* _AIM OF THE TASK_
Reproduce exactly, from the data that follows, the line with "which row has", the line with "are terminal widgets.", and every line that lies between them.

* _AVAILABLE DATA_
====
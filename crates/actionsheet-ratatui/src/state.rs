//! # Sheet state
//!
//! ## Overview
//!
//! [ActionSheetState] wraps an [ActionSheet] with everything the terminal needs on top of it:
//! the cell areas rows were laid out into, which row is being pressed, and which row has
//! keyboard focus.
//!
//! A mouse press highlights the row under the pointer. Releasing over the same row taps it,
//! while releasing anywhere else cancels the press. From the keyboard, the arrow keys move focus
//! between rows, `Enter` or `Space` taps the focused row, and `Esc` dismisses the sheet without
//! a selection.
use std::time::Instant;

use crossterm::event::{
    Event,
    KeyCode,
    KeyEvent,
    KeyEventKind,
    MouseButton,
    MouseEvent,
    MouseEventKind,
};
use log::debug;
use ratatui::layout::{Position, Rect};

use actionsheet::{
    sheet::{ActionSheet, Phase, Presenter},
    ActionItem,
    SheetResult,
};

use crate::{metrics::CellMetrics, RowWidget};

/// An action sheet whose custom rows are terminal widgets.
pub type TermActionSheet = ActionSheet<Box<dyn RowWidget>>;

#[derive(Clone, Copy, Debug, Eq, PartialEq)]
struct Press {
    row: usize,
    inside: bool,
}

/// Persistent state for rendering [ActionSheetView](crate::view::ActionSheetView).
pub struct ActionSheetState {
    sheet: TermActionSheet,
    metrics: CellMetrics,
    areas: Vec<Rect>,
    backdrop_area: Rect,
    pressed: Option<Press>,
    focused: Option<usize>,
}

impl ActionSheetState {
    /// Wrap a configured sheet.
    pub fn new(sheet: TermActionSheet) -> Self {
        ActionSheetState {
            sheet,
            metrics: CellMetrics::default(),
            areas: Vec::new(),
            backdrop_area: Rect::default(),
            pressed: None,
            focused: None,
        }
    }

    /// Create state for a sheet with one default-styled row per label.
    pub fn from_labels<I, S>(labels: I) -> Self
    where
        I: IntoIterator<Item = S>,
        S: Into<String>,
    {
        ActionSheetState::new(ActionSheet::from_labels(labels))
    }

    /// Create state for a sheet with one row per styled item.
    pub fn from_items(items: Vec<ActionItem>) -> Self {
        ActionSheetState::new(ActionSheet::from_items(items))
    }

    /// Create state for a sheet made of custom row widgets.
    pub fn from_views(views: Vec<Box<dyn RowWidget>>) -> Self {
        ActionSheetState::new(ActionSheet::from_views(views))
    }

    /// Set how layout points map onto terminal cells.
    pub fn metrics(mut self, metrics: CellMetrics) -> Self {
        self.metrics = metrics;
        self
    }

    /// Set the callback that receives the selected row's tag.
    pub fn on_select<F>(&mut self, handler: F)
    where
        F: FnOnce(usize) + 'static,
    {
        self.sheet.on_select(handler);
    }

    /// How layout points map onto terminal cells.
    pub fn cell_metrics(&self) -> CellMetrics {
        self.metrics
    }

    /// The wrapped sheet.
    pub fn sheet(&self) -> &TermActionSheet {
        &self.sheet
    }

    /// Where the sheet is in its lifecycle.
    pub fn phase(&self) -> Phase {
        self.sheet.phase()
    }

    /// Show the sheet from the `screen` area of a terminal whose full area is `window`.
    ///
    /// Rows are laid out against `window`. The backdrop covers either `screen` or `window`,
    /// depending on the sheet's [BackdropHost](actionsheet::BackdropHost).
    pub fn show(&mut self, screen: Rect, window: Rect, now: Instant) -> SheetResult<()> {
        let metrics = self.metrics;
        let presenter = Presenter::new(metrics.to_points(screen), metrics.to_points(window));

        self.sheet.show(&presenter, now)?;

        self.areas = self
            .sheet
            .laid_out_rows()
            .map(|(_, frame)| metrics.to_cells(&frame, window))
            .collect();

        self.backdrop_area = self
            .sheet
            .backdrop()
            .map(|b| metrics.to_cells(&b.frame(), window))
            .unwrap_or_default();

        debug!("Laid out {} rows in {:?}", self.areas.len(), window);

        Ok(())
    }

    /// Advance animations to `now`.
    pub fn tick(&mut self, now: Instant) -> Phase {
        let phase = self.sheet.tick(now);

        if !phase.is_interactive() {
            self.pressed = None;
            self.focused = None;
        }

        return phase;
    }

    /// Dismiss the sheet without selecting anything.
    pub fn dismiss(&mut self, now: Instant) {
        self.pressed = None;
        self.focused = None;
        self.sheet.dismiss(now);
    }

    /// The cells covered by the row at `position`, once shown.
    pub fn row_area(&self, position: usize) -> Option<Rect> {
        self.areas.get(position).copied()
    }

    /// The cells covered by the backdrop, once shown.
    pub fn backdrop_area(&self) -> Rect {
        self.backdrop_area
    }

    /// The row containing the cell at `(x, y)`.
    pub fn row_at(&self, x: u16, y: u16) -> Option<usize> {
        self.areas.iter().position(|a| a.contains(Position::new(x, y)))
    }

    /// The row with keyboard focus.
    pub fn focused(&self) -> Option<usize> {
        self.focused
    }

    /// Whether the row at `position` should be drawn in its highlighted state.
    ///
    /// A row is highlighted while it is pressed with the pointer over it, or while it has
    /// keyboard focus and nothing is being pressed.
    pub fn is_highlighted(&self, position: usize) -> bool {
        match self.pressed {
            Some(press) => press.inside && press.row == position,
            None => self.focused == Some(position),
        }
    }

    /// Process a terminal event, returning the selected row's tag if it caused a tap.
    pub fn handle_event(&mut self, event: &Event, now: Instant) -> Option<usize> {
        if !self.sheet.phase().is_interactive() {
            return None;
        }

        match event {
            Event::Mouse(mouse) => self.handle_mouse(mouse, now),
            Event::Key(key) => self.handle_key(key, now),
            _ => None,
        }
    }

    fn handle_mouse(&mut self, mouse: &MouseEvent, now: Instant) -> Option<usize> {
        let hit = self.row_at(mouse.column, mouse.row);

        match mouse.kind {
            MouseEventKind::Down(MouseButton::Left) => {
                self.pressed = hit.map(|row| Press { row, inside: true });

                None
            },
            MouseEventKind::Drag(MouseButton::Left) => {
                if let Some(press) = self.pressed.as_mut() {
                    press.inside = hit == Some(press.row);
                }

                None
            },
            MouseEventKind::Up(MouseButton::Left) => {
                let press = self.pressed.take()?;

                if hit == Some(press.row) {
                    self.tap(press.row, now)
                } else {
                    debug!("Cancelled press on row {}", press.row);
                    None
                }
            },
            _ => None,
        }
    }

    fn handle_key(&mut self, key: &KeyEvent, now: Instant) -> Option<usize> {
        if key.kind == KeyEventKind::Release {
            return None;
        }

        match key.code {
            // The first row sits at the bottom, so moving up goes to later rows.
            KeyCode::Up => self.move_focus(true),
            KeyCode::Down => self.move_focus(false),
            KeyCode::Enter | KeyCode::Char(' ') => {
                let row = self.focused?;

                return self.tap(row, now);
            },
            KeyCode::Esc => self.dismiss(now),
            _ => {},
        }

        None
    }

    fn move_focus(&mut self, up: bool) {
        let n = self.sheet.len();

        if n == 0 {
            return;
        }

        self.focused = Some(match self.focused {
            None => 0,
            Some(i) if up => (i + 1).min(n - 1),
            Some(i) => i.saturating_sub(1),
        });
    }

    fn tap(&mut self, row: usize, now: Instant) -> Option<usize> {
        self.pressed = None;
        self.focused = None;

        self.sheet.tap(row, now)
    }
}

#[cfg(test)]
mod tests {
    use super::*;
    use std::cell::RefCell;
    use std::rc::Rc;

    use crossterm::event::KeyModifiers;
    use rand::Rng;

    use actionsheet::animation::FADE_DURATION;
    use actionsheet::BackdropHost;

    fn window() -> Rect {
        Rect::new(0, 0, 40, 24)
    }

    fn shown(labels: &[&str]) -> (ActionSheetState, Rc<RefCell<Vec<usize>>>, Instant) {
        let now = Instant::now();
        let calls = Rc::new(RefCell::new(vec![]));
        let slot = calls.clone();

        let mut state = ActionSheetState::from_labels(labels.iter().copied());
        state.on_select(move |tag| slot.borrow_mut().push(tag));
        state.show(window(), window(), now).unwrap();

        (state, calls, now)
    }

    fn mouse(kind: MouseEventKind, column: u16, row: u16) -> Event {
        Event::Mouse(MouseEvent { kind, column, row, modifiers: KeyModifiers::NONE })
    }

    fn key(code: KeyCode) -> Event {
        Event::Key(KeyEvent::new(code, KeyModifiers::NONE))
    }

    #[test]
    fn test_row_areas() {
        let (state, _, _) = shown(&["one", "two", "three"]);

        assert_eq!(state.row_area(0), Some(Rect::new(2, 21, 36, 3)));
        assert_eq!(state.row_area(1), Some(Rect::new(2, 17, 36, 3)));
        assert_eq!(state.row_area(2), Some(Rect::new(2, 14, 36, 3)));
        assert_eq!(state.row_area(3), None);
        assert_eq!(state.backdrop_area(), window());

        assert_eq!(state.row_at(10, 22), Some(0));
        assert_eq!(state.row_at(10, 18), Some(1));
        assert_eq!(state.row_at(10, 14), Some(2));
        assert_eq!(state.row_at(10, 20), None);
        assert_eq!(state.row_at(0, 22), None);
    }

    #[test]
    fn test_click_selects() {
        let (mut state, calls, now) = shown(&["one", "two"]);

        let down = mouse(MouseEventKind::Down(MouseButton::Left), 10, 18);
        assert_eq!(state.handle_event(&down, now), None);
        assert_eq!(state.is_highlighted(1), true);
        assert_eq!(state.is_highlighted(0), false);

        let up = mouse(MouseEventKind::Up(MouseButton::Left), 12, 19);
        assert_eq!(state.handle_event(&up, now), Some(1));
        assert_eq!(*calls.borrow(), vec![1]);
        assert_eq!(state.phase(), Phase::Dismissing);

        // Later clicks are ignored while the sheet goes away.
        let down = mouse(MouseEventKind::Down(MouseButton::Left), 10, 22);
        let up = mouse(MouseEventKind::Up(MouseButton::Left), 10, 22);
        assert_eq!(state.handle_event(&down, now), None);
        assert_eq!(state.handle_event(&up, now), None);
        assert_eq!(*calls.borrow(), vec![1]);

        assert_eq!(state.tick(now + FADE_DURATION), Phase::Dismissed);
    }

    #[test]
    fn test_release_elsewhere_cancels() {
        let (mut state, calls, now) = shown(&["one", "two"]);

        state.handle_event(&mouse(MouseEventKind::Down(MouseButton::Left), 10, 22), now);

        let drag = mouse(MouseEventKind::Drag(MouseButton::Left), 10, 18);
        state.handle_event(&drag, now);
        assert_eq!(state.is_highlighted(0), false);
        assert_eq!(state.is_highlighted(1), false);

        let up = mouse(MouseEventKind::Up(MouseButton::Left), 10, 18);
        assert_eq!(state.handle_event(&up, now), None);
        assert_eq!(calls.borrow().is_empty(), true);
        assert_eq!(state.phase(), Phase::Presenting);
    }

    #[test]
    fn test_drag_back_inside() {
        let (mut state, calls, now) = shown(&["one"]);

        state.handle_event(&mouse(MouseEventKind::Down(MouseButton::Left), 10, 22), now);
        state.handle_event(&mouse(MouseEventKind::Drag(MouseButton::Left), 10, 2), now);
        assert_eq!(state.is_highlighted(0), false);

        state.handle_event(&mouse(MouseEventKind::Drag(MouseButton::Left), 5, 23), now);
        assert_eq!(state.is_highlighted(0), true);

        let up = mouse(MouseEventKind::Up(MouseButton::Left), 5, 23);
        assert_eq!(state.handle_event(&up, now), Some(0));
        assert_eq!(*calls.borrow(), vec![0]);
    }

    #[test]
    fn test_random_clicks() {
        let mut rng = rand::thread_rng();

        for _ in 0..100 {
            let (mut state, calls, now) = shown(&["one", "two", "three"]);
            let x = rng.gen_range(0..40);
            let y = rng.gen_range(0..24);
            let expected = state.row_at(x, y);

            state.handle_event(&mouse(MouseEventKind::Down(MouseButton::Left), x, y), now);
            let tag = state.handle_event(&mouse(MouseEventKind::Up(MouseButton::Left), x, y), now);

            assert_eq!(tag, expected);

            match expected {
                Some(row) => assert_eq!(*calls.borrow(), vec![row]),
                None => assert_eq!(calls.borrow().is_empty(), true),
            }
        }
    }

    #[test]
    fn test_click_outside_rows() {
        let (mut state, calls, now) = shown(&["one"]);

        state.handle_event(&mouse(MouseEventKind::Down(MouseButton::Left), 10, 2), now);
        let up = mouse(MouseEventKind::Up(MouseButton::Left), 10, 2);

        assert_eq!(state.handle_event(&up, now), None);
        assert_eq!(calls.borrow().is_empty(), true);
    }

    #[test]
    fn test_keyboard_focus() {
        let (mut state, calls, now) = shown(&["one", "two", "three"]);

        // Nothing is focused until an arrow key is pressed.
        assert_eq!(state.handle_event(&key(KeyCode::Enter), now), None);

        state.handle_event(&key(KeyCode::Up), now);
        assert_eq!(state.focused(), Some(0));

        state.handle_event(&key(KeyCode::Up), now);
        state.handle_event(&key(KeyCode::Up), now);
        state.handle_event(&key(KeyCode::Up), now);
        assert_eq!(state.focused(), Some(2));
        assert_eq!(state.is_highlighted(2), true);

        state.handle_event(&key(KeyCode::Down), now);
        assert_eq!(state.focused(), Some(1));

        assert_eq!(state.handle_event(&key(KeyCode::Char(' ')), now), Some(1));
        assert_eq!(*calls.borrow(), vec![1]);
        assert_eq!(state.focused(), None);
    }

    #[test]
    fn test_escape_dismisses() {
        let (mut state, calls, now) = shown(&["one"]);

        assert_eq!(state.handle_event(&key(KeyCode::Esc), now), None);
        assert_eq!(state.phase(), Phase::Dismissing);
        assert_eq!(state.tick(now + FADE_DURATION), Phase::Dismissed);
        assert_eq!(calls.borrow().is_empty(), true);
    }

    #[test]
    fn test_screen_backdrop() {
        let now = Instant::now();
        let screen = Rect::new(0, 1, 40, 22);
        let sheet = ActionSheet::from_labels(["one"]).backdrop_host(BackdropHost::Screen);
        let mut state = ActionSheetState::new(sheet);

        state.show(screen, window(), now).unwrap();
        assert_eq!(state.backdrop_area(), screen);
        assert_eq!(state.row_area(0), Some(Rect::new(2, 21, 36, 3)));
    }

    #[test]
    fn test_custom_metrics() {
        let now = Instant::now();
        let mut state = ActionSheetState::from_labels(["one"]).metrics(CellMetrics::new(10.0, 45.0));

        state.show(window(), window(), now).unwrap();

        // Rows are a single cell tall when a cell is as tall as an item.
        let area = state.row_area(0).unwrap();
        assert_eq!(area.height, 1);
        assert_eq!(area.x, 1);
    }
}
====
* _ANSWER TO THE EXERCISE_
//! the cell areas rows were laid out into, which row is being pressed, and which row has
//! keyboard focus.
//!
//! A mouse press highlights the row under the pointer. Releasing over the same row taps it,
//! while releasing anywhere else cancels the press. From the keyboard, the arrow keys move focus
//! between rows, `Enter` or `Space` taps the focused row, and `Esc` dismisses the sheet without
//! a selection.
use std::time::Instant;

use crossterm::event::{
    Event,
    KeyCode,
    KeyEvent,
    KeyEventKind,
    MouseButton,
    MouseEvent,
    MouseEventKind,
};
use log::debug;
use ratatui::layout::{Position, Rect};

use actionsheet::{
    sheet::{ActionSheet, Phase, Presenter},
    ActionItem,
    SheetResult,
};

use crate::{metrics::CellMetrics, RowWidget};

/// An action sheet whose custom rows are terminal widgets.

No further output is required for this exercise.